Suppose the given tree (rooted at 1, for simplicity) has the following edges:
(1, 2), (1, 3)
(2, 4), (2, 5), (2, 6),
(3, 7), (3, 8),
(6, 9), (6, 10)

If the chosen subset S is {1, 4, 6, 7}, then the auxiliary tree will have the nodes {1, 2, 4, 6, 7}, and the following edges:
(1, 2), (1, 7),
(2, 4), (2, 6).

Note that (1, 7) is an edge which was not present in the original tree. In the general case the edges in the auxiliary tree correspond to the "monotonic path" (a path between a node and its ancestor) in the original tree.
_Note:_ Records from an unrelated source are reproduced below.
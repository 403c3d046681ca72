//! Runtime model for PostgreSQL database operations.

use diesel::prelude::*;
use jiff_diesel::Timestamp;
use sha2::{Digest, Sha256};
use uuid::Uuid;

use crate::schema::runtimes;
use crate::types::{HasCreatedAt, HasUpdatedAt, RuntimeStatus};

/// A content-addressed execution unit: two requests with identical `config`
/// resolve to the same row via [`config_hash`](Self::config_hash).
#[derive(Debug, Clone, PartialEq, Queryable, Selectable)]
#[diesel(table_name = runtimes)]
#[diesel(check_for_backend(diesel::pg::Pg))]
pub struct Runtime {
    pub id: Uuid,
    pub config: serde_json::Value,
    pub config_hash: String,
    pub status: RuntimeStatus,
    /// Ordered creation-log entries, each `{timestamp, level, message}`.
    pub logs: serde_json::Value,
    pub created_at: Timestamp,
    pub updated_at: Timestamp,
}

/// Computes the deterministic content-address for a runtime config.
///
/// Config keys are serialized in the order `serde_json::Value` yields them
/// (a `BTreeMap`-backed `Map`, so insertion order does not matter); two
/// semantically identical configs always hash identically.
pub fn config_hash(config: &serde_json::Value) -> String {
    let canonical = serde_json::to_vec(config).expect("Value serialization is infallible");
    let digest = Sha256::digest(&canonical);
    hex::encode(digest)
}

/// Data for creating a new runtime.
#[derive(Debug, Clone, Insertable)]
#[diesel(table_name = runtimes)]
#[diesel(check_for_backend(diesel::pg::Pg))]
pub struct NewRuntime {
    pub config: serde_json::Value,
    pub config_hash: String,
    pub status: RuntimeStatus,
    pub logs: serde_json::Value,
}

impl NewRuntime {
    /// Builds insert data for a freshly requested runtime, hashing `config`.
    pub fn requested(config: serde_json::Value) -> Self {
        let hash = config_hash(&config);
        Self {
            config,
            config_hash: hash,
            status: RuntimeStatus::InProgress,
            logs: serde_json::Value::Array(Vec::new()),
        }
    }
}

/// Data for updating a runtime's status and log.
#[derive(Debug, Clone, Default, AsChangeset)]
#[diesel(table_name = runtimes)]
#[diesel(check_for_backend(diesel::pg::Pg))]
pub struct UpdateRuntime {
    pub status: Option<RuntimeStatus>,
    pub logs: Option<serde_json::Value>,
}

impl HasCreatedAt for Runtime {
    fn created_at(&self) -> jiff::Timestamp {
        self.created_at.into()
    }
}

impl HasUpdatedAt for Runtime {
    fn updated_at(&self) -> jiff::Timestamp {
        self.updated_at.into()
    }
}

#[cfg(test)]
mod tests {
    use super::*;

    #[test]
    fn identical_configs_hash_identically() {
        let a = serde_json::json!({"image": "floww/worker:1", "cpu": 1});
        let b = serde_json::json!({"image": "floww/worker:1", "cpu": 1});
        assert_eq!(config_hash(&a), config_hash(&b));
    }

    #[test]
    fn different_configs_hash_differently() {
        let a = serde_json::json!({"image": "floww/worker:1"});
        let b = serde_json::json!({"image": "floww/worker:2"});
        assert_ne!(config_hash(&a), config_hash(&b));
    }
}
The auxiliary tree can be created easily using a stack. We already have the nodes of the tree in depth first traversal order, as well as a data structure which can answer the lowest common ancestor queries efficiently (you can refer to this editorial to know more about this data structure). In order to compute the additional nodes of the auxiliary tree, we need to traverse the nodes of the subset in the tree depth first traversal order, and add the lowest common ancestor of any two consecutive nodes in the subset.
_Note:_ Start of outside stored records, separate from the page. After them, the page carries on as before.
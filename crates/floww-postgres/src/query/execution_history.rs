//! Execution history repository for recording and advancing execution attempts.

use std::future::Future;

use diesel::prelude::*;
use diesel_async::RunQueryDsl;
use uuid::Uuid;

use crate::model::{ExecutionHistory, MarkExecutionFinished, MarkExecutionStarted, NewExecutionHistory};
use crate::types::{OffsetPage, OffsetPagination};
use crate::{PgConnection, PgError, PgResult, schema};

/// Repository for execution history database operations.
pub trait ExecutionHistoryRepository {
    /// Records a newly received trigger fire.
    fn create_execution(&mut self, new_execution: NewExecutionHistory) -> impl Future<Output = PgResult<ExecutionHistory>> + Send;

    /// Finds an execution by ID.
    fn find_execution_by_id(&mut self, execution_id: Uuid) -> impl Future<Output = PgResult<Option<ExecutionHistory>>> + Send;

    /// Lists executions for a workflow, most recent first.
    fn list_executions_by_workflow(
        &mut self,
        workflow_id: Uuid,
        pagination: OffsetPagination,
    ) -> impl Future<Output = PgResult<OffsetPage<ExecutionHistory>>> + Send;

    /// Lists executions produced by a trigger, most recent first.
    fn list_executions_by_trigger(
        &mut self,
        trigger_id: Uuid,
        pagination: OffsetPagination,
    ) -> impl Future<Output = PgResult<OffsetPage<ExecutionHistory>>> + Send;

    /// Transitions an execution to `Started`.
    fn mark_execution_started(
        &mut self,
        execution_id: Uuid,
        changes: MarkExecutionStarted,
    ) -> impl Future<Output = PgResult<ExecutionHistory>> + Send;

    /// Transitions an execution to a terminal status
    /// (`Completed`, `Failed`, or `Timeout`).
    fn mark_execution_finished(
        &mut self,
        execution_id: Uuid,
        changes: MarkExecutionFinished,
    ) -> impl Future<Output = PgResult<ExecutionHistory>> + Send;
}

impl ExecutionHistoryRepository for PgConnection {
    async fn create_execution(&mut self, new_execution: NewExecutionHistory) -> PgResult<ExecutionHistory> {
        use schema::execution_history;

        let execution = diesel::insert_into(execution_history::table)
            .values(&new_execution)
            .returning(ExecutionHistory::as_returning())
            .get_result(self)
            .await
            .map_err(PgError::from)?;

        Ok(execution)
    }

    async fn find_execution_by_id(&mut self, execution_id: Uuid) -> PgResult<Option<ExecutionHistory>> {
        use schema::execution_history::dsl::*;

        let execution = execution_history
            .filter(id.eq(execution_id))
            .select(ExecutionHistory::as_select())
            .first(self)
            .await
            .optional()
            .map_err(PgError::from)?;

        Ok(execution)
    }

    async fn list_executions_by_workflow(
        &mut self,
        filter_workflow_id: Uuid,
        pagination: OffsetPagination,
    ) -> PgResult<OffsetPage<ExecutionHistory>> {
        use schema::execution_history::dsl::*;

        let items = execution_history
            .filter(workflow_id.eq(filter_workflow_id))
            .select(ExecutionHistory::as_select())
            .order(received_at.desc())
            .limit(pagination.limit)
            .offset(pagination.offset)
            .load(self)
            .await
            .map_err(PgError::from)?;

        let total = if pagination.include_count {
            let count = execution_history
                .filter(workflow_id.eq(filter_workflow_id))
                .count()
                .get_result::<i64>(self)
                .await
                .map_err(PgError::from)?;
            Some(count)
        } else {
            None
        };

        Ok(OffsetPage::new(items, total))
    }

    async fn list_executions_by_trigger(
        &mut self,
        filter_trigger_id: Uuid,
        pagination: OffsetPagination,
    ) -> PgResult<OffsetPage<ExecutionHistory>> {
        use schema::execution_history::dsl::*;

        let items = execution_history
            .filter(trigger_id.eq(filter_trigger_id))
            .select(ExecutionHistory::as_select())
            .order(received_at.desc())
            .limit(pagination.limit)
            .offset(pagination.offset)
            .load(self)
            .await
            .map_err(PgError::from)?;

        let total = if pagination.include_count {
            let count = execution_history
                .filter(trigger_id.eq(filter_trigger_id))
                .count()
                .get_result::<i64>(self)
                .await
                .map_err(PgError::from)?;
            Some(count)
        } else {
            None
        };

        Ok(OffsetPage::new(items, total))
    }

    async fn mark_execution_started(&mut self, execution_id: Uuid, changes: MarkExecutionStarted) -> PgResult<ExecutionHistory> {
        use schema::execution_history::dsl::*;

        let execution = diesel::update(execution_history)
            .filter(id.eq(execution_id))
            .set(&changes)
            .returning(ExecutionHistory::as_returning())
            .get_result(self)
            .await
            .map_err(PgError::from)?;

        Ok(execution)
    }

    async fn mark_execution_finished(&mut self, execution_id: Uuid, changes: MarkExecutionFinished) -> PgResult<ExecutionHistory> {
        use schema::execution_history::dsl::*;

        let execution = diesel::update(execution_history)
            .filter(id.eq(execution_id))
            .set(&changes)
            .returning(ExecutionHistory::as_returning())
            .get_result(self)
            .await
            .map_err(PgError::from)?;

        Ok(execution)
    }
}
In the above example the nodes in depth traversal order are (1, 4, 6, 7), we need to add lca(1, 4) = 1, lca(4, 6) = 2, lca(6, 7) = 1, in the auxiliary tree. Hence, the auxiliary tree will have {1, 2, 4, 6, 7} as nodes.
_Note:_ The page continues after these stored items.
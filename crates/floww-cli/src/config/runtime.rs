//! Runtime backend selection.
//!
//! `floww-server`'s [`DispatchConfig`] parses *which* backend `RUNTIME_TYPE`
//! names, but doesn't build one — the concrete backend and image resolver
//! depend on configuration it has no reason to own. This module is that
//! assembly step, the bootstrap's equivalent of selecting an AI service
//! provider by feature flag in a document-processing CLI, except the
//! selection happens at runtime against a single compiled-in set of
//! backends rather than at compile time against mutually exclusive ones.
//!
//! [`DispatchConfig`]: floww_server::service::DispatchConfig

use std::sync::Arc;
use std::time::Duration;

use anyhow::Context;
use clap::Args;
use floww_runtime::{ContainerBackend, ContainerBackendConfig, FunctionBackend, FunctionBackendConfig, HttpImageResolver, ImageResolver, PassthroughImageResolver, PodBackend, RuntimeBackend, RuntimeKind};
use serde::{Deserialize, Serialize};
use url::Url;

/// Tunables for whichever backend `RUNTIME_TYPE` selects.
#[derive(Debug, Clone, Args, Serialize, Deserialize)]
#[must_use = "config does nothing unless you use it"]
pub struct RuntimeConfig {
    /// Docker network the container backend attaches runtimes to.
    #[arg(long = "container-network", env = "CONTAINER_NETWORK", default_value = "floww-runtimes")]
    pub container_network: String,

    /// Port the user container's HTTP server listens on.
    #[arg(long = "container-http-port", env = "CONTAINER_HTTP_PORT", default_value_t = 8000)]
    pub container_http_port: u16,

    /// Bounded wait for a container's `/health` to return 200 after start.
    #[arg(long = "container-health-timeout-secs", env = "CONTAINER_HEALTH_TIMEOUT", default_value_t = 30)]
    pub container_health_timeout_secs: u64,

    /// Timeout for the `/execute` POST to a container or function runtime.
    #[arg(long = "runtime-invoke-timeout-secs", env = "RUNTIME_INVOKE_TIMEOUT", default_value_t = 60)]
    pub invoke_timeout_secs: u64,

    /// Base URL of the managed function-as-a-service endpoint. Required
    /// when `RUNTIME_TYPE=lambda`.
    #[arg(long = "function-backend-url", env = "FUNCTION_BACKEND_URL")]
    pub function_backend_url: Option<Url>,

    /// Base URL of the container registry used to resolve `image_hash` to
    /// a digest-pinned reference. Unset means image hashes pass through
    /// unresolved.
    #[arg(long = "registry-url", env = "REGISTRY_URL")]
    pub registry_url: Option<Url>,
}

impl RuntimeConfig {
    /// Builds the [`RuntimeBackend`] named by `kind`.
    pub fn build_backend(&self, kind: RuntimeKind, idle_timeout: Duration) -> anyhow::Result<Arc<dyn RuntimeBackend>> {
        match kind {
            RuntimeKind::Docker => {
                let config = ContainerBackendConfig {
                    network: self.container_network.clone(),
                    health_timeout: Duration::from_secs(self.container_health_timeout_secs),
                    invoke_timeout: Duration::from_secs(self.invoke_timeout_secs),
                    idle_timeout,
                    http_port: self.container_http_port,
                };
                Ok(Arc::new(ContainerBackend::connect(config).context("failed to connect to the Docker daemon")?))
            }
            RuntimeKind::Lambda => {
                let endpoint = self.function_backend_url.clone().context("FUNCTION_BACKEND_URL is required when RUNTIME_TYPE=lambda")?;
                let config = FunctionBackendConfig { endpoint, invoke_timeout: Duration::from_secs(self.invoke_timeout_secs) };
                Ok(Arc::new(FunctionBackend::new(config).context("failed to build the function backend client")?))
            }
            RuntimeKind::Kubernetes => Ok(Arc::new(PodBackend)),
        }
    }

    /// Builds the [`ImageResolver`] paired with `kind`.
    pub fn build_image_resolver(&self, kind: RuntimeKind) -> Arc<dyn ImageResolver> {
        match (kind, &self.registry_url) {
            (RuntimeKind::Kubernetes, _) => Arc::new(PassthroughImageResolver),
            (_, Some(registry_url)) => Arc::new(HttpImageResolver::new(registry_url.clone())),
            (_, None) => Arc::new(PassthroughImageResolver),
        }
    }
}

#[cfg(test)]
mod tests {
    use super::*;

    fn default_config() -> RuntimeConfig {
        RuntimeConfig {
            container_network: "floww-runtimes".to_string(),
            container_http_port: 8000,
            container_health_timeout_secs: 30,
            invoke_timeout_secs: 60,
            function_backend_url: None,
            registry_url: None,
        }
    }

    #[test]
    fn kubernetes_always_gets_a_passthrough_resolver() {
        let config = default_config();
        let resolver = config.build_image_resolver(RuntimeKind::Kubernetes);
        let _ = resolver;
    }

    #[test]
    fn lambda_without_an_endpoint_fails_fast() {
        let config = default_config();
        let result = config.build_backend(RuntimeKind::Lambda, Duration::from_secs(300));
        assert!(result.is_err());
    }
}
In order to create the edges of the auxiliary tree, we traverse its nodes in the depth first traversal order (of the the original tree), while maintaining a stack of visited nodes. Since we are visiting nodes in the depth first traversal order, if an already visited node u is not an ancestor of current node v, it will never be ancestor of any node visited in future, so we can remove it from the stack. On the other hand, if u is an ancestor of v, then we create an edge (u, v). The following snippet shows the pseudocode of the same.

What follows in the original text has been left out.